* PROBLEM STATEMENT *
Go through the listing and retype each line exactly.

* EXERCISE DATA *
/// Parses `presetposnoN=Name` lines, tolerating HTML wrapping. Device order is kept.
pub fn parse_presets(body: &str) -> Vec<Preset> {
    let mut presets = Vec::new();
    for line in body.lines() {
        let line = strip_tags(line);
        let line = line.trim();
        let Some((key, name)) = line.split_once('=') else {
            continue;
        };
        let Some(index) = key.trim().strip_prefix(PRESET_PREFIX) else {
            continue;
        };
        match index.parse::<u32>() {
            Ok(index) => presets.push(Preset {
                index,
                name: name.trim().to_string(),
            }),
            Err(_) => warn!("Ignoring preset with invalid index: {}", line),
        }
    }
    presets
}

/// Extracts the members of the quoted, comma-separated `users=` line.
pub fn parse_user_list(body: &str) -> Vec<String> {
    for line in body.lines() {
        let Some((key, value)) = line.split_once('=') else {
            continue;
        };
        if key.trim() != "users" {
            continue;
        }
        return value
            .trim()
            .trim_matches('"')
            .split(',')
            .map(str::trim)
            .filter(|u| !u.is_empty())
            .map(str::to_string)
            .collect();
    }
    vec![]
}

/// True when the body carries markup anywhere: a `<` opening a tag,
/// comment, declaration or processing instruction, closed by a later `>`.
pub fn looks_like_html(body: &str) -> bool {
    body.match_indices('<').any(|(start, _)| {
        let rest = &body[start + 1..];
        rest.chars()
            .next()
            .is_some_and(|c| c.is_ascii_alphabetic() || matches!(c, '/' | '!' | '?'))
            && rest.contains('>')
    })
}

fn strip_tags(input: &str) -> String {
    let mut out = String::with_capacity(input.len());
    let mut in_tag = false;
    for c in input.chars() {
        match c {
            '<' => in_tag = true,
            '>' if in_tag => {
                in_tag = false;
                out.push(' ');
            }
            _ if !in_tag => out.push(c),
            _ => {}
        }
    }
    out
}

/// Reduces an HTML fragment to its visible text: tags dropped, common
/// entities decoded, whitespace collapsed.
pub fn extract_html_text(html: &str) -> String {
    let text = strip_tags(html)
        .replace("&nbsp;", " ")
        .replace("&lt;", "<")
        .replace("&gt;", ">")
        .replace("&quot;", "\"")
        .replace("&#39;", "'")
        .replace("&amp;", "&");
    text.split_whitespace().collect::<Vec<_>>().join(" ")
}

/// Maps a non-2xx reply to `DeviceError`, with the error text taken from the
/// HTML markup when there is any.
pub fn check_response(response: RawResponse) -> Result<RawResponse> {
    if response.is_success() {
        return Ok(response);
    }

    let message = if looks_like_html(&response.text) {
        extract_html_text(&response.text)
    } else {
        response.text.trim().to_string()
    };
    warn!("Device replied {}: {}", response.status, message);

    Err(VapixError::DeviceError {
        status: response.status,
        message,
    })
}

* EXERCISE RESPONSE *
/// Parses `presetposnoN=Name` lines, tolerating HTML wrapping. Device order is kept.
pub fn parse_presets(body: &str) -> Vec<Preset> {
    let mut presets = Vec::new();
    for line in body.lines() {
        let line = strip_tags(line);
        let line = line.trim();
        let Some((key, name)) = line.split_once('=') else {
            continue;
        };
        let Some(index) = key.trim().strip_prefix(PRESET_PREFIX) else {
            continue;
        };
        match index.parse::<u32>() {
            Ok(index) => presets.push(Preset {
                index,
                name: name.trim().to_string(),
            }),
            Err(_) => warn!("Ignoring preset with invalid index: {}", line),
        }
    }
    presets
}

/// Extracts the members of the quoted, comma-separated `users=` line.
pub fn parse_user_list(body: &str) -> Vec<String> {
    for line in body.lines() {
        let Some((key, value)) = line.split_once('=') else {
            continue;
        };
        if key.trim() != "users" {
            continue;
        }
        return value
            .trim()
            .trim_matches('"')
            .split(',')
            .map(str::trim)
            .filter(|u| !u.is_empty())
            .map(str::to_string)
            .collect();
    }
    vec![]
}

/// True when the body carries markup anywhere: a `<` opening a tag,
/// comment, declaration or processing instruction, closed by a later `>`.
pub fn looks_like_html(body: &str) -> bool {
    body.match_indices('<').any(|(start, _)| {
        let rest = &body[start + 1..];
        rest.chars()
            .next()
            .is_some_and(|c| c.is_ascii_alphabetic() || matches!(c, '/' | '!' | '?'))
            && rest.contains('>')
    })
}

fn strip_tags(input: &str) -> String {
    let mut out = String::with_capacity(input.len());
    let mut in_tag = false;
    for c in input.chars() {
        match c {
            '<' => in_tag = true,
            '>' if in_tag => {
                in_tag = false;
                out.push(' ');
            }
            _ if !in_tag => out.push(c),
            _ => {}
        }
    }
    out
}

/// Reduces an HTML fragment to its visible text: tags dropped, common
/// entities decoded, whitespace collapsed.
pub fn extract_html_text(html: &str) -> String {
    let text = strip_tags(html)
        .replace("&nbsp;", " ")
        .replace("&lt;", "<")
        .replace("&gt;", ">")
        .replace("&quot;", "\"")
        .replace("&#39;", "'")
        .replace("&amp;", "&");
    text.split_whitespace().collect::<Vec<_>>().join(" ")
}

/// Maps a non-2xx reply to `DeviceError`, with the error text taken from the
/// HTML markup when there is any.
pub fn check_response(response: RawResponse) -> Result<RawResponse> {
    if response.is_success() {
        return Ok(response);
    }

    let message = if looks_like_html(&response.text) {
        extract_html_text(&response.text)
    } else {
        response.text.trim().to_string()
    };
    warn!("Device replied {}: {}", response.status, message);

    Err(VapixError::DeviceError {
        status: response.status,
        message,
    })
}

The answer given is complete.